Definition
A standardized set of agreements between adjacent air traffic control facilities or sectors that authorize specific actions — such as transferring an aircraft, crossing a boundary, or using a particular altitude — without requiring controllers to coordinate verbally each time. The procedures are documented in advance, usually in a Letter of Agreement or facility directive, so the affected controllers can act on them automatically when the conditions are met.
Plain English
A written agreement between two ATC facilities that says: 'When situation X happens, both sides already agree on what to do, so no one needs to call and check.' It saves time and radio chatter on routine handoffs and crossings.
Context Anchor
Seen in ATC and AIM glossary material, especially when describing how controllers coordinate aircraft movement between adjoining areas of controlled airspace.
Derivation
Prearranged means 'arranged in advance.' Coordination in ATC means working out the details of moving an aircraft between controllers.

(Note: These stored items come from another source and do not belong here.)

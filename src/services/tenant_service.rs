use std::sync::Arc;
use tracing::info;

use crate::database::manager::DatabaseError;
use crate::database::models::Tenant;
use crate::tenant::TenantDirectory;

const MAX_FIELD_LEN: usize = 255;

#[derive(Debug, thiserror::Error)]
pub enum TenantError {
    #[error("Database error: {0}")]
    Database(#[from] DatabaseError),
    #[error("Invalid tenant name: {0}")]
    InvalidName(String),
    #[error("Invalid tenant domain: {0}")]
    InvalidDomain(String),
    #[error("Tenant not found: {0}")]
    NotFound(String),
}

/// Administrative provisioning over a [`TenantDirectory`].
pub struct TenantService {
    directory: Arc<dyn TenantDirectory>,
}

impl TenantService {
    pub fn new(directory: Arc<dyn TenantDirectory>) -> Self {
        Self { directory }
    }

    /// Create a tenant for `domain`, or return the existing one unchanged.
    ///
    /// The boolean reports whether a new tenant was inserted.
    pub async fn create_or_get_tenant(&self, name: &str, domain: &str) -> Result<(Tenant, bool), TenantError> {
        validate_tenant_name(name)?;
        validate_tenant_domain(domain)?;

        let (tenant, created) = self.directory.create_or_get(name, domain).await?;
        if created {
            info!("Created tenant {} ({}) with id {}", tenant.name, tenant.domain, tenant.id);
        } else {
            info!("Tenant for domain {} already exists with id {}", tenant.domain, tenant.id);
        }
        Ok((tenant, created))
    }

    pub async fn get_tenant(&self, domain: &str) -> Result<Tenant, TenantError> {
        self.directory
            .find_by_domain(domain)
            .await?
            .ok_or_else(|| TenantError::NotFound(domain.to_string()))
    }

    pub async fn list_tenants(&self) -> Result<Vec<Tenant>, TenantError> {
        Ok(self.directory.list().await?)
    }

    pub async fn set_active(&self, domain: &str, active: bool) -> Result<Tenant, TenantError> {
        let tenant = self
            .directory
            .set_active(domain, active)
            .await?
            .ok_or_else(|| TenantError::NotFound(domain.to_string()))?;

        info!(
            "Tenant {} ({}) is now {}",
            tenant.name,
            tenant.domain,
            if tenant.is_active { "active" } else { "inactive" }
        );
        Ok(tenant)
    }
}

fn validate_tenant_name(name: &str) -> Result<(), TenantError> {
    if name.trim().is_empty() {
        return Err(TenantError::InvalidName("Tenant name must not be empty".to_string()));
    }
    if name.chars().count() > MAX_FIELD_LEN {
        return Err(TenantError::InvalidName(format!(
            "Tenant name must be at most {} characters",
            MAX_FIELD_LEN
        )));
    }
    Ok(())
}

// Stored verbatim; resolution compares byte-for-byte.
fn validate_tenant_domain(domain: &str) -> Result<(), TenantError> {
    if domain.is_empty() {
        return Err(TenantError::InvalidDomain("Tenant domain must not be empty".to_string()));
    }
    if domain.chars().count() > MAX_FIELD_LEN {
        return Err(TenantError::InvalidDomain(format!(
            "Tenant domain must be at most {} characters",
            MAX_FIELD_LEN
        )));
    }
    if domain.chars().any(char::is_whitespace) {
        return Err(TenantError::InvalidDomain("Tenant domain must not contain whitespace".to_string()));
    }
    Ok(())
}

Together: the coordination is settled ahead of time, not in the moment.
Why Pilots Care
Pilots rarely see these procedures directly, but they're the reason handoffs and altitude changes often happen smoothly without controllers stopping to negotiate. Knowing they exist helps explain why ATC sometimes clears you across a boundary or to a new altitude with no apparent delay.
Intuition Check
Do not read this as a procedure arranged by the pilot before flight. In this FAA use, it means an ATC procedure agreed on in advance between controllers or control positions.
Example Sentence 1
Under prearranged coordination procedures, the center can hand the flight off to approach control without a verbal call between controllers.
Example Sentence 2
Because prearranged coordination procedures were active, the center controller could issue vectors into the next facility's airspace without real-time approval for each aircraft.